Natural variation of the drug-binding residues in eukaryotic ribosomes

Drugs that target eukaryotic ribosomes are becoming increasingly important as research tools and as potential therapies against cancer, fungi and other pathogenic eukaryotes. However, in the absence of comparative studies, we currently do not know how many eukaryotes possess ribosomal drug-binding sites identical to those in humans, and how many significantly differ from humans. Currently, this gap in knowledge is exacerbated by the presence of pseudogenes in eukaryotic genomes, making these comparative analyses challenging due to our inability to discriminate between genuine mutations, pseudogenes and sequencing artifacts.
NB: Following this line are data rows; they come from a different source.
//! Listing page template.
//!
//! Used for every paginated listing (`/list/p/1`, `/js/p/3`, ...) and for
//! unpaginated ones such as the collections index. The template only
//! forwards props to its children; the chip row and paginator are shown
//! when their props are present.

use super::atoms::{ImageProps, image, listing_chips, page_title};
use super::meta::{MetaProps, meta};
use super::paginator::paginator;
use super::preview_card::preview_card_list;
use super::shell::{base_document, shell};
use super::RenderContext;
use crate::types::{Breadcrumb, ContentItem, ListingSublink, Paginator};
use maud::{Markup, html};
use serde_json::Value;

#[derive(Debug, Clone, Copy)]
pub struct ListingPageProps<'a> {
    /// Site-relative slug of this page; used as the canonical link.
    pub slug: &'a str,
    pub paginator: Option<Paginator<'a>>,
    pub snippet_list: &'a [ContentItem],
    pub listing_name: &'a str,
    pub listing_description: &'a str,
    pub listing_sublinks: &'a [ListingSublink],
    pub listing_cover: Option<&'a str>,
    pub page_description: Option<&'a str>,
    pub structured_data: Option<&'a Value>,
    pub breadcrumbs: Option<&'a [Breadcrumb]>,
}

/// Title for the document head: the structured data's `name` when
/// structured data is given, the listing name otherwise.
fn head_title<'a>(props: &ListingPageProps<'a>) -> &'a str {
    match props.structured_data {
        Some(data) => data.get("name").and_then(Value::as_str).unwrap_or(""),
        None => props.listing_name,
    }
}

pub fn listing_page(ctx: &RenderContext, props: &ListingPageProps) -> Markup {
    let head = meta(
        ctx,
        &MetaProps {
            title: Some(head_title(props)),
            description: props.page_description,
            logo_src: props.listing_cover,
            structured_data: props.structured_data,
            breadcrumbs: props.breadcrumbs,
            canonical: props.slug,
            ..Default::default()
        },
    );

    let content = html! {
        div class="snippet-list-header g-c1 a-center" {
            div class="md:order-2 md:f-right my-2 mx-3.5 f-center" {
                @if let Some(cover) = props.listing_cover {
                    (image(&ImageProps {
                        src: cover,
                        alt: "",
                        width: 240,
                        height: 240,
                        class: Some("br-md"),
                        loading: None,
                        fetch_priority: Some("high"),
                    }))
                }
            }
            div {
                (page_title("f-center md:f-left", html! { (props.listing_name) }))
                p class="lh-2 mt-4 mx-3.5 mb-2 txt-100 fs-sm md:fs-md" {
                    (props.listing_description)
                }
            }
        }
        @if !props.listing_sublinks.is_empty() {
            (listing_chips(props.listing_sublinks))
        }
        div class="g-c3" {
            (preview_card_list(props.snippet_list))
            @if let Some(p) = &props.paginator {
                (paginator(p, ctx.config.listing.paginator_window))
            }
        }
    };

    base_document(head, shell(ctx, content))
}
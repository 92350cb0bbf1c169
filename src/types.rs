//! Content objects handed to the renderer.
//!
//! These are the pre-resolved, read-only records the components consume.
//! They are deserialized from the content manifest and never mutated
//! during rendering.

use serde::{Deserialize, Serialize};

/// A snippet or collection as shown on a preview card.
#[derive(Debug, Clone, Serialize, Deserialize)]
pub struct ContentItem {
    /// Cover image URL
    pub cover: String,
    pub title: String,
    /// Site-relative URL of the item's page
    pub url: String,
    /// Short description as HTML. Rendered unescaped; must be sanitized upstream.
    #[serde(default)]
    pub description: String,
    /// Pre-formatted tag line (e.g. "JavaScript, Array")
    #[serde(default)]
    pub tags: String,
    /// Trailing context shown after the tags (e.g. a date or snippet count)
    #[serde(default, alias = "extraContext")]
    pub extra_context: String,
}

/// A chip linking to a related listing.
#[derive(Debug, Clone, Serialize, Deserialize)]
pub struct ListingSublink {
    pub name: String,
    pub url: String,
    #[serde(default)]
    pub selected: bool,
}

/// Position within a paginated listing. Pages are 1-based and page `n`
/// lives at `{base_url}/p/{n}`.
#[derive(Debug, Clone, Copy, PartialEq, Eq)]
pub struct Paginator<'a> {
    pub page_number: usize,
    pub total_pages: usize,
    pub base_url: &'a str,
}

impl Paginator<'_> {
    pub fn page_url(&self, page: usize) -> String {
        page_slug(self.base_url, page)
    }

    pub fn has_previous(&self) -> bool {
        self.page_number > 1
    }

    pub fn has_next(&self) -> bool {
        self.page_number < self.total_pages
    }
}

/// Site-relative form of a slug: one leading `/`, no trailing `/`.
///
/// `collections`, `/collections` and `/collections/` are the same page.
pub fn normalize_slug(slug: &str) -> String {
    format!("/{}", slug.trim_matches('/'))
}

/// URL of page `page` of the listing rooted at `base_url`.
pub fn page_slug(base_url: &str, page: usize) -> String {
    match base_url.trim_matches('/') {
        "" => format!("/p/{page}"),
        base => format!("/{base}/p/{page}"),
    }
}

/// One step in a breadcrumb trail. `url` is site-relative.
#[derive(Debug, Clone, Serialize, Deserialize)]
pub struct Breadcrumb {
    pub name: String,
    pub url: String,
}
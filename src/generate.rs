//! Static site generation.
//!
//! Reads a content manifest of pre-resolved listings and renders every
//! listing page to disk.
//!
//! ## Content Manifest
//!
//! ```json
//! {
//!   "listings": [
//!     {
//!       "id": "js",
//!       "parent": "list",
//!       "slug": "/js",
//!       "name": "JavaScript",
//!       "description": "JavaScript snippets.",
//!       "cover": "/assets/cover/js.jpg",
//!       "sublinks": [{ "name": "Array", "url": "/js/t/array/p/1" }],
//!       "items": [{ "cover": "...", "title": "...", "url": "...", "description": "<p>...</p>" }]
//!     }
//!   ]
//! }
//! ```
//!
//! Item descriptions are HTML and are written into pages unescaped. The
//! manifest producer is responsible for sanitizing them.
//!
//! ## Pages
//!
//! A paginated listing with slug `/js` is split into pages of
//! `listing.page_size` items at `/js/p/1`, `/js/p/2`, ... Unpaginated
//! listings render once at their slug. Only listings with more than one
//! page get a paginator.
//!
//! Before rendering, listings and pages are loaded into a
//! [`ContentGraph`](crate::graph::ContentGraph): `Listing.parent` links must
//! point at known listings and must not form a cycle, and each page is
//! linked to its listing and its snippets.
//!
//! ## Output Structure
//!
//! ```text
//! dist/
//! ├── sitemap.xml
//! ├── assets/            # Copied from the assets directory, if any
//! ├── list/p/1/index.html
//! └── js/
//!     └── p/
//!         ├── 1/index.html
//!         └── 2/index.html
//! ```
//!
//! Pages render in parallel on the rayon pool; files are written afterwards.

use crate::components::RenderContext;
use crate::components::listing_page::{ListingPageProps, listing_page};
use crate::config::SiteConfig;
use crate::graph::{ContentGraph, GraphError};
use crate::schema::{self, Model, SchemaError};
use crate::types::{Breadcrumb, ContentItem, ListingSublink, Paginator, normalize_slug, page_slug};
use maud::html;
use rayon::prelude::*;
use serde::{Deserialize, Serialize};
use sha2::{Digest, Sha256};
use std::collections::HashSet;
use std::fs;
use std::path::{Path, PathBuf};
use thiserror::Error;
use walkdir::WalkDir;

#[derive(Error, Debug)]
pub enum GenerateError {
    #[error("IO error: {0}")]
    Io(#[from] std::io::Error),
    #[error("JSON error: {0}")]
    Json(#[from] serde_json::Error),
    #[error("Schema error: {0}")]
    Schema(#[from] SchemaError),
    #[error("Content error: {0}")]
    Graph(#[from] GraphError),
    #[error("Asset copy error: {0}")]
    Walk(#[from] walkdir::Error),
    #[error("Two pages render to the same slug: {0}")]
    DuplicateSlug(String),
}

/// Content manifest produced by the content pipeline.
#[derive(Debug, Clone, Serialize, Deserialize)]
pub struct ContentManifest {
    pub listings: Vec<Listing>,
}

impl ContentManifest {
    /// Read a manifest, returning it with its raw bytes' cache key.
    pub fn load(path: &Path) -> Result<(Self, String), GenerateError> {
        let bytes = fs::read(path)?;
        let manifest: Self = serde_json::from_slice(&bytes)?;
        Ok((manifest, cache_key(&bytes)))
    }
}

/// A listing with its items already resolved.
#[derive(Debug, Clone, Serialize, Deserialize)]
pub struct Listing {
    pub id: String,
    #[serde(default, skip_serializing_if = "Option::is_none")]
    pub parent: Option<String>,
    /// Base slug, e.g. `/js`. Pages live below it when paginated.
    pub slug: String,
    pub name: String,
    #[serde(default)]
    pub description: String,
    #[serde(default, skip_serializing_if = "Option::is_none")]
    pub cover: Option<String>,
    #[serde(default, skip_serializing_if = "Option::is_none")]
    pub page_description: Option<String>,
    #[serde(default, skip_serializing_if = "Vec::is_empty")]
    pub sublinks: Vec<ListingSublink>,
    #[serde(default, skip_serializing_if = "Option::is_none")]
    pub structured_data: Option<serde_json::Value>,
    /// Explicit breadcrumbs. When absent, nested listings get a trail built
    /// from their parents.
    #[serde(default, skip_serializing_if = "Option::is_none")]
    pub breadcrumbs: Option<Vec<Breadcrumb>>,
    #[serde(default = "default_paginated")]
    pub paginated: bool,
    #[serde(default)]
    pub items: Vec<ContentItem>,
}

fn default_paginated() -> bool {
    true
}

impl Listing {
    /// URL of the listing's first page.
    pub fn first_page(&self) -> String {
        if self.paginated {
            page_slug(&self.slug, 1)
        } else {
            normalize_slug(&self.slug)
        }
    }
}

/// One page to render.
#[derive(Debug, Clone)]
pub struct PlannedPage<'a> {
    pub listing: &'a Listing,
    pub slug: String,
    pub items: &'a [ContentItem],
    pub page_number: usize,
    pub total_pages: usize,
}

impl<'a> PlannedPage<'a> {
    fn paginator(&self) -> Option<Paginator<'a>> {
        let listing: &'a Listing = self.listing;
        (self.total_pages > 1).then_some(Paginator {
            page_number: self.page_number,
            total_pages: self.total_pages,
            base_url: &listing.slug,
        })
    }
}

/// Report of a generate run, consumed by [`crate::output`].
#[derive(Debug, Default)]
pub struct GenerateReport {
    pub listings: Vec<ListingReport>,
    /// Distinct snippets across all pages.
    pub snippets: usize,
    pub assets: usize,
}

#[derive(Debug)]
pub struct ListingReport {
    pub name: String,
    pub pages: Vec<PageReport>,
}

#[derive(Debug)]
pub struct PageReport {
    pub slug: String,
    /// Output file, relative to the output directory.
    pub path: String,
    pub cards: usize,
}

/// Short hex digest used as the icon cache key.
pub fn cache_key(bytes: &[u8]) -> String {
    let digest = Sha256::digest(bytes);
    format!("{:x}", digest)[..12].to_string()
}

/// Split listings into pages.
pub fn plan_pages(manifest: &ContentManifest, page_size: usize) -> Vec<PlannedPage<'_>> {
    let page_size = page_size.max(1);
    let mut pages = Vec::new();
    for listing in &manifest.listings {
        if !listing.paginated {
            pages.push(PlannedPage {
                listing,
                slug: normalize_slug(&listing.slug),
                items: &listing.items,
                page_number: 1,
                total_pages: 1,
            });
            continue;
        }
        let total_pages = listing.items.len().div_ceil(page_size).max(1);
        for page_number in 1..=total_pages {
            let start = ((page_number - 1) * page_size).min(listing.items.len());
            let end = (start + page_size).min(listing.items.len());
            pages.push(PlannedPage {
                listing,
                slug: page_slug(&listing.slug, page_number),
                items: &listing.items[start..end],
                page_number,
                total_pages,
            });
        }
    }
    pages
}

/// Load listings and pages into a content graph.
///
/// Fails if a listing's parent is unknown, if the parent chain has a
/// cycle, or if two pages would be written to the same file.
pub fn build_graph(
    manifest: &ContentManifest,
    pages: &[PlannedPage],
) -> Result<ContentGraph, GenerateError> {
    let schema = schema::web_data();
    schema.validate()?;
    let mut graph = ContentGraph::new(schema);

    for listing in &manifest.listings {
        graph.insert(Model::Listing, &listing.id);
    }
    for listing in &manifest.listings {
        if let Some(parent) = &listing.parent {
            graph.link(Model::Listing, &listing.id, "parent", parent)?;
        }
    }

    let mut seen = HashSet::new();
    for page in pages {
        if !seen.insert(output_path(&page.slug)) {
            return Err(GenerateError::DuplicateSlug(page.slug.clone()));
        }
        graph.insert(Model::Page, &page.slug);
        graph.link(Model::Page, &page.slug, "listings", &page.listing.id)?;
        for item in page.items {
            graph.insert(Model::Snippet, &item.url);
            graph.link(Model::Page, &page.slug, "snippets", &item.url)?;
        }
    }
    Ok(graph)
}

/// Breadcrumb trail from the root listing down to `listing`.
fn derived_breadcrumbs(
    graph: &ContentGraph,
    manifest: &ContentManifest,
    listing: &Listing,
) -> Result<Option<Vec<Breadcrumb>>, GraphError> {
    let ancestors = graph.ancestors(Model::Listing, &listing.id, "parent")?;
    if ancestors.is_empty() {
        return Ok(None);
    }
    let crumbs = ancestors
        .iter()
        .rev()
        .filter_map(|id| manifest.listings.iter().find(|l| l.id == *id))
        .chain(std::iter::once(listing))
        .map(|l| Breadcrumb {
            name: l.name.clone(),
            url: l.first_page(),
        })
        .collect();
    Ok(Some(crumbs))
}

/// Output file for a page slug: `/js/p/1` → `js/p/1/index.html`.
pub fn output_path(slug: &str) -> PathBuf {
    let trimmed = slug.trim_matches('/');
    if trimmed.is_empty() {
        PathBuf::from("index.html")
    } else {
        Path::new(trimmed).join("index.html")
    }
}

/// Render `sitemap.xml` for the given page slugs.
pub fn render_sitemap(site_url: &str, slugs: &[&str]) -> String {
    let urlset = html! {
        urlset xmlns="http://www.sitemaps.org/schemas/sitemap/0.9" {
            @for slug in slugs {
                url { loc { (site_url) (slug) } }
            }
        }
    };
    format!(
        "<?xml version=\"1.0\" encoding=\"UTF-8\"?>\n{}",
        urlset.into_string()
    )
}

/// Copy every file under `assets_dir` to `<output_dir>/assets`.
fn copy_assets(assets_dir: &Path, output_dir: &Path) -> Result<usize, GenerateError> {
    let target = output_dir.join("assets");
    let mut copied = 0;
    for entry in WalkDir::new(assets_dir) {
        let entry = entry?;
        if !entry.file_type().is_file() {
            continue;
        }
        let rel = entry
            .path()
            .strip_prefix(assets_dir)
            .unwrap_or(entry.path());
        let dst = target.join(rel);
        if let Some(parent) = dst.parent() {
            fs::create_dir_all(parent)?;
        }
        fs::copy(entry.path(), &dst)?;
        copied += 1;
    }
    Ok(copied)
}

/// Render the site described by the manifest at `content_path` into `output_dir`.
pub fn generate(
    content_path: &Path,
    output_dir: &Path,
    assets_dir: Option<&Path>,
    config: &SiteConfig,
) -> Result<GenerateReport, GenerateError> {
    let (manifest, manifest_key) = ContentManifest::load(content_path)?;
    let cache_key = config
        .site
        .manifest_cache_key
        .clone()
        .unwrap_or(manifest_key);
    let ctx = RenderContext::new(config, &cache_key);

    let pages = plan_pages(&manifest, config.listing.page_size);
    let graph = build_graph(&manifest, &pages)?;
    tracing::info!(
        listings = manifest.listings.len(),
        pages = pages.len(),
        "rendering site"
    );

    let mut breadcrumbs = Vec::with_capacity(manifest.listings.len());
    for listing in &manifest.listings {
        let crumbs = match &listing.breadcrumbs {
            Some(explicit) => Some(explicit.clone()),
            None => derived_breadcrumbs(&graph, &manifest, listing)?,
        };
        breadcrumbs.push((listing.id.as_str(), crumbs));
    }
    let crumbs_for = |id: &str| {
        breadcrumbs
            .iter()
            .find(|(lid, _)| *lid == id)
            .and_then(|(_, c)| c.as_deref())
    };

    let rendered: Vec<(PathBuf, String)> = pages
        .par_iter()
        .map(|page| {
            let listing = page.listing;
            let props = ListingPageProps {
                slug: &page.slug,
                paginator: page.paginator(),
                snippet_list: page.items,
                listing_name: &listing.name,
                listing_description: &listing.description,
                listing_sublinks: &listing.sublinks,
                listing_cover: listing.cover.as_deref(),
                page_description: listing.page_description.as_deref(),
                structured_data: listing.structured_data.as_ref(),
                breadcrumbs: crumbs_for(&listing.id),
            };
            let html = listing_page(&ctx, &props).into_string();
            (output_path(&page.slug), html)
        })
        .collect();

    fs::create_dir_all(output_dir)?;
    for (rel, html) in &rendered {
        let path = output_dir.join(rel);
        if let Some(parent) = path.parent() {
            fs::create_dir_all(parent)?;
        }
        fs::write(&path, html)?;
        tracing::debug!(path = %path.display(), "wrote page");
    }

    let slugs: Vec<&str> = pages.iter().map(|p| p.slug.as_str()).collect();
    fs::write(
        output_dir.join("sitemap.xml"),
        render_sitemap(&config.site.url, &slugs),
    )?;

    let assets = match assets_dir {
        Some(dir) if dir.is_dir() => copy_assets(dir, output_dir)?,
        _ => 0,
    };

    let mut report = GenerateReport {
        snippets: graph.len(Model::Snippet),
        assets,
        ..Default::default()
    };
    for listing in &manifest.listings {
        let page_reports = pages
            .iter()
            .zip(&rendered)
            .filter(|(page, _)| page.listing.id == listing.id)
            .map(|(page, (rel, _))| PageReport {
                slug: page.slug.clone(),
                path: rel.to_string_lossy().into_owned(),
                cards: page.items.len(),
            })
            .collect();
        report.listings.push(ListingReport {
            name: listing.name.clone(),
            pages: page_reports,
        });
    }
    Ok(report)
}

// ============================================================================
// Tests
// ============================================================================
In this study, we resolve this problem by using a novel approach that leverages evolutionary relationships among species. Using this approach, we determine sequence variants for each of the 42 ribosomal drug-binding residues across 8,201 representative eukaryotes, tracing the evolutionary history of these variations from the emergence of eukaryotes 2 billion years ago to their subsequent divergence into distinct lineages. Unexpectedly, we find that yeasts and humans, commonly used as model eukaryotes to study ribosome/drug interactions, differ from most other eukaryotes due to the rRNA substitutions that mainly occur in animals and fungi but are absent in most other eukaryotes. Furthermore, we demonstrate that structural variants previously identified in pathogenic Leishmania and Plasmodium and viewed as idiosyncratic to a few eukaryotic species, are in fact shared by large clades of eukaryotes. Notably, some eukaryotic lineages exhibit ribosomal drug-binding sites that are more dissimilar to those of humans than humans are to bacteria. Overall, our study provides the most complete overview of ribosomal drug-binding sites evolution in eukaryotes, at the levels of single species, single residues, and single drugs, illuminating the eukaryotic lineages with structurally distinct ribosomal drug-binding sites compared to those of humans. These findings open new avenues for employing ribosome-targeting drugs as research tools and for the development of lineage-specific inhibitors against eukaryotic parasites.